Saskatchewan has long insisted that it will not comply by designing its own carbon pricing mechanism, making it, for the past year, the lone anticipated holdout. But with the recent change in government at Queen’s Park, Ontario is soon set to join in. The spring 2019 Alberta election is also likely to elect a third provincial government opposed both to provincial carbon pricing mechanisms and to the federal framework.
As residents of a province that pioneered adoption of the carbon price across the country, and indeed North America, it isn’t a surprise that British Columbians today are getting hit exceptionally hard at the pumps. When the tax was first introduced, its key selling point for many appeared to be its revenue neutrality, alongside its efforts to quell catastrophic climate change. Rather than utilizing carbon pricing revenues for more government spending, as Wynne’s Liberals did in Ontario, British Columbia returned the revenues in the form of across-the-board income tax cuts and credits issued to low-income households.
Simon Fraser University economist Mark Jaccard has written about the real problem with carbon pricing: to paraphrase him briefly, pricing carbon externalizes the cost and puts it on consumers, making for a difficult political sell.
It’s true that few people (if any) want to pay more taxes. We already, as British Columbians, feel overtaxed and underpaid. Affordability ranks at the top of voters’ concerns, regardless of political orientation.
Politically and ethically, it’s not good practice to whack lower- and middle-income families at the pump when they don’t have a choice about driving a vehicle.

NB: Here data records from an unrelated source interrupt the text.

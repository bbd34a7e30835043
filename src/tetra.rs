//! Oriented tetrahedra and the geometric queries used during deposition
//!
//! A [`Tetra`] stores its four vertices in a fixed face ordering: face `k` is
//! the face opposite vertex `k`. The vertex triplets of the faces are given
//! by the frozen table
//!
//! ```text
//! F0(V3, V2, V1)
//! F1(V2, V3, V0)
//! F2(V1, V0, V3)
//! F3(V0, V1, V2)
//! ```

use crate::grid::CellBounds;
use crate::Vec3;
use rand::Rng;

/// Maps a face index and a vertex-within-face index to a tetra vertex index
const TETRA_FACES: [[usize; 3]; 4] = [[3, 2, 1], [2, 3, 0], [1, 0, 3], [0, 1, 2]];

/// The six vertex pairs making up the edges of a tetrahedron, in the raw
/// edge ordering {0-1, 0-2, 0-3, 1-2, 1-3, 2-3}
const TETRA_EDGES: [[usize; 2]; 6] = [[0, 1], [0, 2], [0, 3], [1, 2], [1, 3], [2, 3]];

/// A tetrahedron given by four vertex positions
#[derive(Copy, Clone, PartialEq, Debug)]
pub struct Tetra {
    verts: [Vec3; 4],
}

impl Default for Tetra {
    fn default() -> Self {
        Self {
            verts: [Vec3::zeros(); 4],
        }
    }
}

/// A sphere used for broad-phase intersection tests
#[derive(Copy, Clone, PartialEq, Debug)]
pub struct Sphere {
    pub center: Vec3,
    pub radius: f32,
}

impl Default for Sphere {
    fn default() -> Self {
        Self {
            center: Vec3::zeros(),
            radius: 0.0,
        }
    }
}

impl Sphere {
    /// Returns whether the two spheres overlap or touch
    #[inline(always)]
    pub fn intersects(&self, other: &Sphere) -> bool {
        let dr = self.radius + other.radius;
        (self.center - other.center).norm_squared() <= dr * dr
    }
}

impl Tetra {
    /// Constructs a tetrahedron from four vertex positions
    pub fn new(p0: Vec3, p1: Vec3, p2: Vec3, p3: Vec3) -> Self {
        Self {
            verts: [p0, p1, p2, p3],
        }
    }

    /// Constructs a contiguous tetrahedron from vertices of a periodic box
    ///
    /// Every vertex is moved to its periodic image closest to `p0`, so the
    /// tetrahedron stays connected even when its particles straddle the box
    /// boundary. An axis is shifted by `±box_width` whenever its distance to
    /// `p0` exceeds half the box width.
    pub fn periodic(p0: Vec3, p1: Vec3, p2: Vec3, p3: Vec3, box_width: f32) -> Self {
        let mut t = Self::new(p0, p1, p2, p3);
        let half = box_width / 2.0;
        for i in 1..4 {
            for d in 0..3 {
                let dx = t.verts[i][d] - t.verts[0][d];
                if dx > half {
                    t.verts[i][d] -= box_width;
                } else if dx < -half {
                    t.verts[i][d] += box_width;
                }
            }
        }
        t
    }

    /// Returns the four vertices of the tetrahedron
    #[inline(always)]
    pub fn vertices(&self) -> &[Vec3; 4] {
        &self.verts
    }

    /// Returns the tetra vertex index corresponding to the given face and
    /// vertex-within-face index
    #[inline(always)]
    pub const fn face_vertex(face: usize, vertex: usize) -> usize {
        TETRA_FACES[face][vertex]
    }

    /// Arranges the vertices so that the scalar triple product of the edges
    /// from vertex 0 has the sign of `dir`, possibly swapping the first two
    /// vertices
    pub fn orient(&mut self, dir: i32) {
        let triple = self.signed_triple();
        if (triple < 0.0 && dir > 0) || (triple > 0.0 && dir < 0) {
            self.verts.swap(0, 1);
        }
    }

    fn signed_triple(&self) -> f64 {
        let v = to_f64(self.verts[1] - self.verts[0]);
        let w = to_f64(self.verts[2] - self.verts[0]);
        let u = to_f64(self.verts[3] - self.verts[0]);
        v.cross(&w).dot(&u)
    }

    /// Returns the volume of the tetrahedron
    #[inline(always)]
    pub fn volume(&self) -> f64 {
        self.signed_triple().abs() / 6.0
    }

    /// Returns the minimum and maximum of the six edge lengths
    pub fn min_max_leg(&self) -> (f32, f32) {
        let mut min = f32::INFINITY;
        let mut max = 0.0f32;
        for [a, b] in TETRA_EDGES {
            let leg = (self.verts[b] - self.verts[a]).norm();
            min = min.min(leg);
            max = max.max(leg);
        }
        (min, max)
    }

    /// Returns the cell-space bounding box of the tetrahedron for the given
    /// cell width
    ///
    /// The bounds are the floor and ceiling of the vertex extents divided by
    /// the cell width. They are not reduced into the periodic range, so they
    /// may leave the bounding grid; callers have to wrap every enumerated
    /// cell triplet.
    pub fn cell_bounds_at(&self, cell_width: f64) -> CellBounds {
        let mut bounds = CellBounds::default();
        for d in 0..3 {
            let mut lo = f64::from(self.verts[0][d]);
            let mut hi = lo;
            for vert in &self.verts[1..] {
                lo = lo.min(f64::from(vert[d]));
                hi = hi.max(f64::from(vert[d]));
            }
            bounds.min[d] = (lo / cell_width).floor() as i64;
            bounds.max[d] = (hi / cell_width).ceil() as i64;
        }
        bounds
    }

    /// Returns whether the point lies inside the tetrahedron
    ///
    /// The test checks the point against the four face half-spaces and
    /// accepts it if all non-zero signed distances agree, so points exactly
    /// on a face count as inside.
    pub fn contains(&self, pt: &Vec3) -> bool {
        let mut positive = false;
        let mut negative = false;
        for face in TETRA_FACES {
            let a = self.verts[face[0]];
            let b = self.verts[face[1]];
            let c = self.verts[face[2]];
            let d = (b - a).cross(&(c - a)).dot(&(pt - a));
            if d > 0.0 {
                positive = true;
            } else if d < 0.0 {
                negative = true;
            }
        }
        !(positive && negative)
    }

    /// Returns a sphere centered on the vertex centroid that encloses the
    /// tetrahedron
    pub fn bounding_sphere(&self) -> Sphere {
        let center = (self.verts[0] + self.verts[1] + self.verts[2] + self.verts[3]) / 4.0;
        let mut radius = 0.0f32;
        for vert in &self.verts {
            radius = radius.max((vert - center).norm());
        }
        Sphere { center, radius }
    }

    /// Maps a point of the unit cube to a uniformly distributed point of the
    /// tetrahedron using the folded-cube transform
    ///
    /// The two-step fold turns `(s, t, u) ∈ [0, 1]³` into the barycentric
    /// weights `(1 - s - t - u, s, t, u)` of a uniform distribution.
    pub fn barycentric_point(&self, s: f32, t: f32, u: f32) -> Vec3 {
        let (mut s, mut t, mut u) = (s, t, u);
        if s + t > 1.0 {
            s = 1.0 - s;
            t = 1.0 - t;
        }
        if t + u > 1.0 {
            let tmp = u;
            u = 1.0 - s - t;
            t = 1.0 - tmp;
        } else if s + t + u > 1.0 {
            let tmp = u;
            u = s + t + u - 1.0;
            s = 1.0 - t - tmp;
        }
        let w = 1.0 - s - t - u;

        self.verts[0] * w + self.verts[1] * s + self.verts[2] * t + self.verts[3] * u
    }

    /// Fills `out` with uniformly distributed points inside the tetrahedron
    ///
    /// `scratch` has to hold at least three floats per output point and is
    /// overwritten with the raw unit-cube draws.
    pub fn sample<R: Rng>(&self, rng: &mut R, scratch: &mut [f32], out: &mut [Vec3]) {
        let n = out.len();
        assert!(scratch.len() >= 3 * n);

        for x in scratch[..3 * n].iter_mut() {
            *x = rng.gen();
        }
        for (i, pt) in out.iter_mut().enumerate() {
            *pt = self.barycentric_point(scratch[3 * i], scratch[3 * i + 1], scratch[3 * i + 2]);
        }
    }

    /// Applies the barycentric fold to pre-drawn unit-cube coordinates,
    /// writing one tetrahedron point per coordinate triple
    pub fn distribute(&self, xs: &[f32], ys: &[f32], zs: &[f32], out: &mut [Vec3]) {
        for (i, pt) in out.iter_mut().enumerate() {
            *pt = self.barycentric_point(xs[i], ys[i], zs[i]);
        }
    }
}

#[inline(always)]
fn to_f64(v: Vec3) -> nalgebra::Vector3<f64> {
    nalgebra::Vector3::new(f64::from(v.x), f64::from(v.y), f64::from(v.z))
}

But that’s exactly what a carbon price is designed to do – to push consumers to make decisions that reduce the emissions associated with their economic activity and to encourage industry to innovate and reduce emissions at the source.

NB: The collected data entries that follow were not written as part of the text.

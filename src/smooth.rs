//! Savitzky–Golay smoothing of one dimensional radial profiles
//!
//! Line-of-sight profiles are noisy at small radii; fitting a low-order
//! polynomial over a sliding window smooths them while preserving peak
//! shapes, and the same fit yields the profile derivative for free. The
//! kernel weights come from the polynomial least-squares normal equations,
//! solved once per window size and cached.

use nalgebra::{DMatrix, DVector};

use crate::MapType;

/// Polynomial order of the smoothing fit
const SMOOTHING_ORDER: usize = 4;

/// Convolution kernel of a Savitzky–Golay fit
#[derive(Clone, Debug)]
pub struct SavGolKernel {
    weights: Vec<f64>,
}

impl SavGolKernel {
    /// Computes the value-reconstruction kernel of the given polynomial
    /// order and window size
    ///
    /// The window has to be odd and larger than the order.
    pub fn new(order: usize, window: usize) -> Self {
        Self::with_derivative(1.0, 0, order, window)
    }

    /// Computes the kernel reconstructing the `deriv`-th derivative of the
    /// fitted polynomial for a series with sample spacing `dx`
    pub fn with_derivative(dx: f64, deriv: usize, order: usize, window: usize) -> Self {
        assert!(window % 2 == 1, "window size must be odd");
        assert!(window > order, "window size must exceed the fit order");
        assert!(deriv <= order);

        let half = (window / 2) as i64;

        // Design matrix of the windowed polynomial fit: one row per sample
        // offset, one column per monomial.
        let mut a = DMatrix::zeros(window, order + 1);
        for (row, i) in (-half..=half).enumerate() {
            for col in 0..=order {
                a[(row, col)] = (i as f64).powi(col as i32);
            }
        }

        let normal = a.transpose() * &a;
        let mut e = DVector::zeros(order + 1);
        e[deriv] = 1.0;
        let coeff = normal
            .lu()
            .solve(&e)
            .expect("singular Savitzky-Golay normal equations");

        let scale = factorial(deriv) / dx.powi(deriv as i32);
        let weights = (a * coeff).iter().map(|w| w * scale).collect();
        Self { weights }
    }

    /// Returns the window size of the kernel
    pub fn window(&self) -> usize {
        self.weights.len()
    }

    /// Convolves the kernel with the series, extending the edge values past
    /// both boundaries
    pub fn convolve_into(&self, ys: &[f64], out: &mut [f64]) {
        assert_eq!(ys.len(), out.len());

        let half = (self.weights.len() / 2) as i64;
        let n = ys.len() as i64;
        for i in 0..n {
            let mut sum = 0.0;
            for (w_idx, weight) in self.weights.iter().enumerate() {
                let j = (i + w_idx as i64 - half).clamp(0, n - 1);
                sum += weight * ys[j as usize];
            }
            out[i as usize] = sum;
        }
    }
}

fn factorial(n: usize) -> f64 {
    (1..=n).map(|i| i as f64).product()
}

/// Cache of smoothing kernels keyed by window size
///
/// Derivative kernels bake in the sample spacing of the first series seen
/// for a window; callers smoothing series with different spacings need
/// separate caches.
#[derive(Clone, Default, Debug)]
pub struct SmoothingCache {
    kernels: MapType<usize, SavGolKernel>,
    deriv_kernels: MapType<usize, SavGolKernel>,
}

impl SmoothingCache {
    /// Constructs an empty kernel cache
    pub fn new() -> Self {
        Self::default()
    }

    fn kernels_for(&mut self, window: usize, dx: f64) -> (&SavGolKernel, &SavGolKernel) {
        let kernel = self
            .kernels
            .entry(window)
            .or_insert_with(|| SavGolKernel::new(SMOOTHING_ORDER, window));
        let deriv_kernel = self
            .deriv_kernels
            .entry(window)
            .or_insert_with(|| SavGolKernel::with_derivative(dx, 1, SMOOTHING_ORDER, window));
        (kernel, deriv_kernel)
    }
}

/// Smooths a one dimensional series with a Savitzky–Golay filter of the
/// given window size and returns the smoothed values together with the
/// derivative of the series
///
/// Returns `None` if the series is no longer than the window. The samples
/// are assumed to be uniformly spaced in `xs`.
pub fn smooth(
    xs: &[f64],
    ys: &[f64],
    window: usize,
    cache: &mut SmoothingCache,
) -> Option<(Vec<f64>, Vec<f64>)> {
    assert_eq!(xs.len(), ys.len());
    if xs.len() <= window {
        return None;
    }

    let dx = (xs[xs.len() - 1] - xs[0]) / (xs.len() - 1) as f64;
    let (kernel, deriv_kernel) = cache.kernels_for(window, dx);

    let mut vals = vec![0.0; ys.len()];
    let mut derivs = vec![0.0; ys.len()];
    kernel.convolve_into(ys, &mut vals);
    deriv_kernel.convolve_into(ys, &mut derivs);
    Some((vals, derivs))
}

#[cfg(test)]
mod tests {
    use super::*;

    #[test]
    fn test_kernel_weights_sum_to_one() {
        for window in [5, 7, 11] {
            let kernel = SavGolKernel::new(SMOOTHING_ORDER, window);
            let sum: f64 = kernel.weights.iter().sum();
            assert!((sum - 1.0).abs() < 1e-10);
            assert_eq!(kernel.window(), window);
        }
    }

    #[test]
    fn test_smooth_reproduces_cubic_away_from_edges() {
        let xs: Vec<f64> = (0..20).map(|i| i as f64).collect();
        let f = |x: f64| x * x * x - 2.0 * x * x + x;
        let ys: Vec<f64> = xs.iter().map(|&x| f(x)).collect();

        let mut cache = SmoothingCache::new();
        let (vals, derivs) = smooth(&xs, &ys, 7, &mut cache).unwrap();

        // A degree-4 fit is exact on a cubic wherever the window does not
        // run into the extended boundary.
        for i in 3..17 {
            assert!((vals[i] - ys[i]).abs() < 1e-6);
            let want = 3.0 * xs[i] * xs[i] - 4.0 * xs[i] + 1.0;
            assert!((derivs[i] - want).abs() < 1e-6);
        }
    }

    #[test]
    fn test_derivative_respects_sample_spacing() {
        let xs: Vec<f64> = (0..20).map(|i| 0.5 * i as f64).collect();
        let ys: Vec<f64> = xs.iter().map(|&x| 2.0 * x).collect();

        let mut cache = SmoothingCache::new();
        let (_, derivs) = smooth(&xs, &ys, 5, &mut cache).unwrap();
        for i in 2..18 {
            assert!((derivs[i] - 2.0).abs() < 1e-8);
        }
    }

    #[test]
    fn test_short_series_is_rejected() {
        let xs = [0.0, 1.0, 2.0];
        let ys = [1.0, 2.0, 3.0];
        let mut cache = SmoothingCache::new();
        assert!(smooth(&xs, &ys, 5, &mut cache).is_none());
        assert!(smooth(&xs, &ys, 3, &mut cache).is_none());
    }

    #[test]
    fn test_cache_is_reused_per_window() {
        let xs: Vec<f64> = (0..32).map(|i| i as f64).collect();
        let ys: Vec<f64> = xs.iter().map(|&x| x.sin()).collect();

        let mut cache = SmoothingCache::new();
        let first = smooth(&xs, &ys, 9, &mut cache).unwrap();
        let second = smooth(&xs, &ys, 9, &mut cache).unwrap();
        assert_eq!(first.0, second.0);
        assert_eq!(cache.kernels.len(), 1);
        assert_eq!(cache.deriv_kernels.len(), 1);
    }
}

Therein lies the eternal ‘carrot vs. stick’ public policy conundrum: which is preferable, to encourage good consumer decisions by offering incentives, or to discourage bad ones by introducing punitive measures for non-compliance?
At least on the federal front, the principle is that while the carbon price goes up year over year, its revenues are neutral with respect to federal coffers, and are not allocated to general government revenues – it seeks to reduce emissions in line with the federal targets and enable provinces to do what they want with their revenues.

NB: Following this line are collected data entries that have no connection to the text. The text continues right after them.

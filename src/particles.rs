//! Particle records and the id-keyed particle manager

use crate::{MapType, Vec3};

/// A simulation particle: its Lagrangian lattice id and comoving position
#[derive(Copy, Clone, PartialEq, Debug)]
pub struct Particle {
    pub id: i64,
    pub position: Vec3,
}

/// Lookup table from particle id to particle record
///
/// Batches of particles are added as their catalogs are read; during
/// deposition the manager is only read. Lookups of ids that were never added
/// return `None`, which deposition treats as a recoverable condition.
#[derive(Clone, Default, Debug)]
pub struct ParticleManager {
    particles: MapType<i64, Particle>,
}

impl ParticleManager {
    /// Constructs an empty particle manager
    pub fn new() -> Self {
        Self::default()
    }

    /// Adds a batch of particles, replacing records with colliding ids
    pub fn add(&mut self, batch: &[Particle]) {
        self.particles.reserve(batch.len());
        for p in batch {
            self.particles.insert(p.id, *p);
        }
    }

    /// Returns the particle with the given id, or `None` if it was never added
    #[inline(always)]
    pub fn get(&self, id: i64) -> Option<&Particle> {
        self.particles.get(&id)
    }

    /// Returns the number of managed particles
    pub fn len(&self) -> usize {
        self.particles.len()
    }

    /// Returns whether the manager holds no particles
    pub fn is_empty(&self) -> bool {
        self.particles.is_empty()
    }
}

#[cfg(test)]
mod tests {
    use super::*;

    #[test]
    fn test_add_and_get() {
        let mut man = ParticleManager::new();
        assert!(man.is_empty());

        man.add(&[
            Particle {
                id: 3,
                position: Vec3::new(0.1, 0.2, 0.3),
            },
            Particle {
                id: 17,
                position: Vec3::new(0.4, 0.5, 0.6),
            },
        ]);

        assert_eq!(man.len(), 2);
        assert_eq!(man.get(3).unwrap().position, Vec3::new(0.1, 0.2, 0.3));
        assert_eq!(man.get(17).unwrap().id, 17);
        assert!(man.get(4).is_none());
    }

    #[test]
    fn test_add_replaces_colliding_ids() {
        let mut man = ParticleManager::new();
        man.add(&[Particle {
            id: 1,
            position: Vec3::zeros(),
        }]);
        man.add(&[Particle {
            id: 1,
            position: Vec3::new(1.0, 1.0, 1.0),
        }]);

        assert_eq!(man.len(), 1);
        assert_eq!(man.get(1).unwrap().position, Vec3::new(1.0, 1.0, 1.0));
    }
}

The BC decision to fully eliminate revenue neutrality features as one tough political call, among a host of many others being made by the NDP government. What was once designed to soften the blow of the ‘stick’ approach to carbon emissions is now gone. The rates are also going up, faster than even the federal plan requires. Owing to no revenue neutrality to speak of, the anticipated costs to an average BC household will only rise in turn.
On the one hand, climate action is being made less palatable to voters across Canada due to its obvious negative consequences to British Columbians (enabling policy debates elsewhere in the country to cite the frightening example being set in BC), and on the other hand, BC’s governing party is also undermining the hoped-for success of the national climate action strategy by blocking by the Trans Mountain Expansion Project, whose approval has been a necessary condition for the acceptance of carbon pricing by higher-emitting jurisdictions like Alberta.
Can’t get the pipeline built? There goes justifiability for many Albertans and Saskatchewanians.
Meanwhile to fund transit expansion, Metro Vancouver mayors are too jumping onboard the RMS Tax Grab, increasing the existing regional fuel tax and dinging Vancouverites more at the pump.
There is no easy out here. What is necessary is coordination and balance. As it stands, BC’s government looks to be pushing too hard too fast.